Un point de vigilance souvent ignoré : l’imputation sur le revenu global exige de louer le bien nu jusqu’au 31 décembre de la troisième année suivant celle de l’imputation. Une vente ou un passage en location meublée avant ce terme entraîne la réintégration du déficit dans le revenu imposable, sauf exceptions limitées (licenciement, invalidité, décès).
Cas particulier : plusieurs biens loués
Le seuil de 15 000 euros et le choix du régime s’apprécient au niveau du foyer fiscal, tous biens loués nus confondus, et non bien par bien. Un propriétaire qui loue un studio à 7 000 euros et un appartement à 9 000 euros de loyers annuels dépasse le seuil avec 16 000 euros cumulés : il bascule automatiquement au réel pour l’ensemble de son patrimoine locatif nu, même si chaque bien pris isolément resterait sous le plafond. À l’inverse, il est impossible d’opter pour le réel sur un seul bien et de rester au micro-foncier sur un autre : le choix s’applique à la totalité des revenus fonciers du foyer.
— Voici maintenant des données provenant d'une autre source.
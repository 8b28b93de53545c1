//! Error types for container configuration loading

use std::path::PathBuf;
use thiserror::Error;

/// Result type for configuration operations
pub type ConfigResult<T> = Result<T, ConfigError>;

/// Errors that can occur while loading a container configuration
#[derive(Debug, Error)]
pub enum ConfigError {
    #[error("failed to read {path}: {source}")]
    ReadFile {
        path: PathBuf,
        #[source]
        source: std::io::Error,
    },

    #[error("failed to parse YAML in {path}: {source}")]
    ParseYaml {
        path: PathBuf,
        #[source]
        source: serde_yaml::Error,
    },

    #[error("failed to parse JSON in {path}: {source}")]
    ParseJson {
        path: PathBuf,
        #[source]
        source: serde_json::Error,
    },

    #[error("invalid include path '{path}': {reason}")]
    InvalidIncludePath { path: String, reason: String },

    #[error("directory not found: {path}")]
    DirectoryNotFound { path: PathBuf },

    /// The file is already being loaded further up the include chain
    #[error("circular include detected: {path} (chain: {chain})")]
    CircularInclude { path: PathBuf, chain: String },

    #[error("environment variable '{var}' not set")]
    EnvVarNotFound { var: String },

    #[error("invalid value for {tag}: {reason}")]
    InvalidTagValue { tag: String, reason: String },
}
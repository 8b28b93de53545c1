//! Timer trigger state

use std::sync::atomic::{AtomicU64, Ordering};
use std::sync::Mutex;
use std::time::Duration;
use tm_core::TimerData;
use tokio::task::JoinHandle;
use tokio::time::Instant;

/// Tick counter and task handle of a timer trigger
#[derive(Debug)]
pub struct TimerState {
    interval: Duration,
    limit: Option<u64>,
    count: AtomicU64,
    started_at: Mutex<Option<Instant>>,
    task: Mutex<Option<JoinHandle<()>>>,
}

impl TimerState {
    pub fn new(interval: Duration, limit: Option<u64>) -> Self {
        Self {
            interval,
            limit,
            count: AtomicU64::new(0),
            started_at: Mutex::new(None),
            task: Mutex::new(None),
        }
    }

    pub fn interval(&self) -> Duration {
        self.interval
    }

    pub fn count(&self) -> u64 {
        self.count.load(Ordering::SeqCst)
    }

    /// Whether a tick task is alive
    pub fn is_running(&self) -> bool {
        self.task
            .lock()
            .map(|task| task.as_ref().map(|t| !t.is_finished()).unwrap_or(false))
            .unwrap_or(false)
    }

    /// Install a freshly spawned tick task, starting the count from zero
    pub fn begin(&self, task: JoinHandle<()>) {
        self.count.store(0, Ordering::SeqCst);
        if let Ok(mut started_at) = self.started_at.lock() {
            *started_at = Some(Instant::now());
        }
        if let Ok(mut slot) = self.task.lock() {
            if let Some(previous) = slot.replace(task) {
                previous.abort();
            }
        }
    }

    /// Advance to the next tick, or `None` once the run limit is reached
    pub fn next_tick(&self, page_start: Instant) -> Option<TimerData> {
        let previous = self
            .count
            .fetch_update(Ordering::SeqCst, Ordering::SeqCst, |count| match self.limit {
                Some(limit) if count >= limit => None,
                _ => Some(count + 1),
            })
            .ok()?;

        let now = Instant::now();
        let started_at = self
            .started_at
            .lock()
            .ok()
            .and_then(|s| *s)
            .unwrap_or(page_start);

        Some(TimerData {
            count: previous + 1,
            interval_ms: millis(self.interval),
            elapsed_ms: millis(now.duration_since(started_at)),
            total_ms: millis(now.duration_since(page_start)),
        })
    }

    /// Abort the tick task and clear the counters
    pub fn stop(&self) {
        if let Ok(mut slot) = self.task.lock() {
            if let Some(task) = slot.take() {
                task.abort();
            }
        }
        if let Ok(mut started_at) = self.started_at.lock() {
            *started_at = None;
        }
        self.count.store(0, Ordering::SeqCst);
    }
}

fn millis(d: Duration) -> u64 {
    u64::try_from(d.as_millis()).unwrap_or(u64::MAX)
}

#[cfg(test)]
mod tests {
    use super::*;

    #[tokio::test(start_paused = true)]
    async fn test_next_tick_counts_until_limit() {
        let page_start = Instant::now();
        let timer = TimerState::new(Duration::from_millis(500), Some(2));
        timer.begin(tokio::spawn(async {}));

        tokio::time::advance(Duration::from_millis(500)).await;
        let first = timer.next_tick(page_start).unwrap();
        assert_eq!(first.count, 1);
        assert_eq!(first.interval_ms, 500);
        assert_eq!(first.elapsed_ms, 500);

        let second = timer.next_tick(page_start).unwrap();
        assert_eq!(second.count, 2);
        assert!(timer.next_tick(page_start).is_none());
        assert_eq!(timer.count(), 2);
    }

    #[tokio::test]
    async fn test_stop_aborts_task() {
        let timer = TimerState::new(Duration::from_secs(1), None);
        timer.begin(tokio::spawn(std::future::pending::<()>()));
        assert!(timer.is_running());

        timer.stop();
        assert!(!timer.is_running());
        assert_eq!(timer.count(), 0);
    }
}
Les revenus tirés de la location meublée (LMNP, LMP) suivent un régime fiscal totalement distinct, avec ses propres seuils, et ne s’additionnent pas aux revenus fonciers pour ce calcul.
Ce qu’il faut retenir avant la déclaration
Le micro-foncier convient aux loyers modestes, aux biens sans emprunt en cours et sans travaux prévus : l’abattement de 30 % suffit à couvrir les charges réelles et évite toute paperasse. Le régime réel devient rentable dès que les charges justifiées dépassent 30 % des loyers bruts, en particulier lors d’une année de travaux ou avec un crédit récent générant des intérêts élevés. Le déficit foncier, plafonné à 10 700 euros d’imputation sur le revenu global, en fait un outil puissant pour réduire l’impôt d’ensemble du foyer, au-delà des seuls revenus fonciers. Faites le calcul chaque année plutôt que de reconduire le même régime par habitude : la différence se chiffre parfois en centaines d’euros.